• _What to do_: Working from the listing below, set down every line exactly.

• _Recorded data_:
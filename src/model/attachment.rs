//! Attachment data.
//!
//! Unlike the envelope fields, attachment content is fully materialized:
//! a full single-message fetch downloads the whole literal anyway, so the
//! decoded bytes are handed to the caller directly.

/// A file attached to a message.
#[derive(Debug, Clone, serde::Serialize, serde::Deserialize)]
pub struct Attachment {
    /// Filename as declared in the part headers. Absent when the sender
    /// did not name the part.
    pub filename: Option<String>,

    /// Decoded binary content.
    pub content: Vec<u8>,

    /// Declared MIME content type (e.g. `"image/jpeg"`, `"application/pdf"`).
    pub mime_type: String,
}
//! CLI binary integration tests using assert_cmd + predicates.

use assert_cmd::Command;
use predicates::prelude::*;
use std::fs;
use tempfile::TempDir;

fn cmd() -> Command {
    Command::cargo_bin("jsontools").expect("binary should exist")
}

#[test]
fn flatten_writes_to_output_file() {
    let dir = TempDir::new().unwrap();
    let input = dir.path().join("in.json");
    let output = dir.path().join("out.json");
    fs::write(&input, r#"{"a":{"b":1}}"#).unwrap();

    cmd()
        .args(["flatten", input.to_str().unwrap()])
        .args(["-o", output.to_str().unwrap()])
        .assert()
        .success();

    let content = fs::read_to_string(&output).unwrap();
    assert_eq!(content.trim(), r#"{"a.b":1}"#);
}

#[test]
fn flatten_reads_stdin_and_writes_stdout() {
    cmd()
        .arg("flatten")
        .write_stdin(r#"{"a":{"b":1}}"#)
        .assert()
        .success()
        .stdout(predicate::str::contains(r#""a.b":1"#));
}

#[test]
fn pretty_flag_indents_output() {
    cmd()
        .args(["--pretty", "flatten"])
        .write_stdin(r#"{"a":{"b":1}}"#)
        .assert()
        .success()
        .stdout(predicate::str::contains("\n"));
}

#[test]
fn schema_infers_type_fragment() {
    cmd()
        .arg("schema")
        .write_stdin(r#"{"a":1}"#)
        .assert()
        .success()
        .stdout(predicate::str::contains("\"type\":\"object\""));
}

#[test]
fn path_types_maps_leaves_to_type_names() {
    cmd()
        .arg("path-types")
        .write_stdin(r#"{"a":"x"}"#)
        .assert()
        .success()
        .stdout(predicate::str::contains("\"a\":\"string\""));
}

#[test]
fn remove_nulls_drops_null_members() {
    cmd()
        .arg("remove-nulls")
        .write_stdin(r#"{"a":1,"b":null}"#)
        .assert()
        .success()
        .stdout(predicate::str::contains("\"a\":1").and(predicate::str::contains("b").not()));
}

#[test]
fn replace_keys_renames_matching_keys() {
    cmd()
        .args(["replace-keys", "old_.*", "new_key"])
        .write_stdin(r#"{"old_x":1}"#)
        .assert()
        .success()
        .stdout(predicate::str::contains("\"new_key\":1"));
}

#[test]
fn invalid_json_input_fails_with_nonzero_exit() {
    cmd()
        .arg("flatten")
        .write_stdin("{not json}")
        .assert()
        .failure();
}

#[test]
fn batch_flatten_reports_per_document_results() {
    let dir = TempDir::new().unwrap();
    let a = dir.path().join("a.json");
    let b = dir.path().join("b.json");
    fs::write(&a, r#"{"x":1}"#).unwrap();
    fs::write(&b, r#"{"y":{"z":2}}"#).unwrap();

    cmd()
        .args(["batch", "--op", "flatten"])
        .arg(a.to_str().unwrap())
        .arg(b.to_str().unwrap())
        .assert()
        .success()
        .stdout(predicate::str::contains(r#"{"x":1}"#).and(predicate::str::contains(r#"{"y.z":2}"#)));
}

#[test]
fn batch_reports_failing_document_without_aborting_the_others() {
    let dir = TempDir::new().unwrap();
    let a = dir.path().join("a.json");
    let b = dir.path().join("b.json");
    fs::write(&a, r#"{"x":1}"#).unwrap();
    fs::write(&b, "{not json}").unwrap();

    cmd()
        .args(["batch", "--op", "flatten"])
        .arg(a.to_str().unwrap())
        .arg(b.to_str().unwrap())
        .assert()
        .failure()
        .stdout(predicate::str::contains(r#"{"x":1}"#));
}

• _Task answer_:
filename src/model/attachment.rs
//! Attachment data.
//!
//! Unlike the envelope fields, attachment content is fully materialized:
//! a full single-message fetch downloads the whole literal anyway, so the
//! decoded bytes are handed to the caller directly.

/// A file attached to a message.
#[derive(Debug, Clone, serde::Serialize, serde::Deserialize)]
pub struct Attachment {
    /// Filename as declared in the part headers. Absent when the sender
    /// did not name the part.
    pub filename: Option<String>,

    /// Decoded binary content.
    pub content: Vec<u8>,

    /// Declared MIME content type (e.g. `"image/jpeg"`, `"application/pdf"`).
    pub mime_type: String,
}
//! CLI binary integration tests using assert_cmd + predicates.

use assert_cmd::Command;
use predicates::prelude::*;
use std::fs;
use tempfile::TempDir;

fn cmd() -> Command {
    Command::cargo_bin("jsontools").expect("binary should exist")
}

#[test]
fn flatten_writes_to_output_file() {
    let dir = TempDir::new().unwrap();
    let input = dir.path().join("in.json");
    let output = dir.path().join("out.json");
    fs::write(&input, r#"{"a":{"b":1}}"#).unwrap();

    cmd()
        .args(["flatten", input.to_str().unwrap()])
        .args(["-o", output.to_str().unwrap()])
        .assert()
        .success();

    let content = fs::read_to_string(&output).unwrap();
    assert_eq!(content.trim(), r#"{"a.b":1}"#);
}

#[test]
fn flatten_reads_stdin_and_writes_stdout() {
    cmd()
        .arg("flatten")
        .write_stdin(r#"{"a":{"b":1}}"#)
        .assert()
        .success()
        .stdout(predicate::str::contains(r#""a.b":1"#));
}

#[test]
fn pretty_flag_indents_output() {
    cmd()
        .args(["--pretty", "flatten"])
        .write_stdin(r#"{"a":{"b":1}}"#)
        .assert()
        .success()
        .stdout(predicate::str::contains("\n"));
}

#[test]
fn schema_infers_type_fragment() {
    cmd()
        .arg("schema")
        .write_stdin(r#"{"a":1}"#)
        .assert()
        .success()
        .stdout(predicate::str::contains("\"type\":\"object\""));
}

#[test]
fn path_types_maps_leaves_to_type_names() {
    cmd()
        .arg("path-types")
        .write_stdin(r#"{"a":"x"}"#)
        .assert()
        .success()
        .stdout(predicate::str::contains("\"a\":\"string\""));
}

#[test]
fn remove_nulls_drops_null_members() {
    cmd()
        .arg("remove-nulls")
        .write_stdin(r#"{"a":1,"b":null}"#)
        .assert()
        .success()
        .stdout(predicate::str::contains("\"a\":1").and(predicate::str::contains("b").not()));
}

#[test]
fn replace_keys_renames_matching_keys() {
    cmd()
        .args(["replace-keys", "old_.*", "new_key"])
        .write_stdin(r#"{"old_x":1}"#)
        .assert()
        .success()
        .stdout(predicate::str::contains("\"new_key\":1"));
}

#[test]
fn invalid_json_input_fails_with_nonzero_exit() {
    cmd()
        .arg("flatten")
        .write_stdin("{not json}")
        .assert()
        .failure();
}

#[test]
fn batch_flatten_reports_per_document_results() {
    let dir = TempDir::new().unwrap();
    let a = dir.path().join("a.json");
    let b = dir.path().join("b.json");
    fs::write(&a, r#"{"x":1}"#).unwrap();
    fs::write(&b, r#"{"y":{"z":2}}"#).unwrap();

    cmd()
        .args(["batch", "--op", "flatten"])
        .arg(a.to_str().unwrap())
        .arg(b.to_str().unwrap())
        .assert()
        .success()
        .stdout(predicate::str::contains(r#"{"x":1}"#).and(predicate::str::contains(r#"{"y.z":2}"#)));
}

#[test]
fn batch_reports_failing_document_without_aborting_the_others() {
    let dir = TempDir::new().unwrap();
    let a = dir.path().join("a.json");
    let b = dir.path().join("b.json");
    fs::write(&a, r#"{"x":1}"#).unwrap();
    fs::write(&b, "{not json}").unwrap();

    cmd()
        .args(["batch", "--op", "flatten"])
        .arg(a.to_str().unwrap())
        .arg(b.to_str().unwrap())
        .assert()
        .failure()
        .stdout(predicate::str::contains(r#"{"x":1}"#));
}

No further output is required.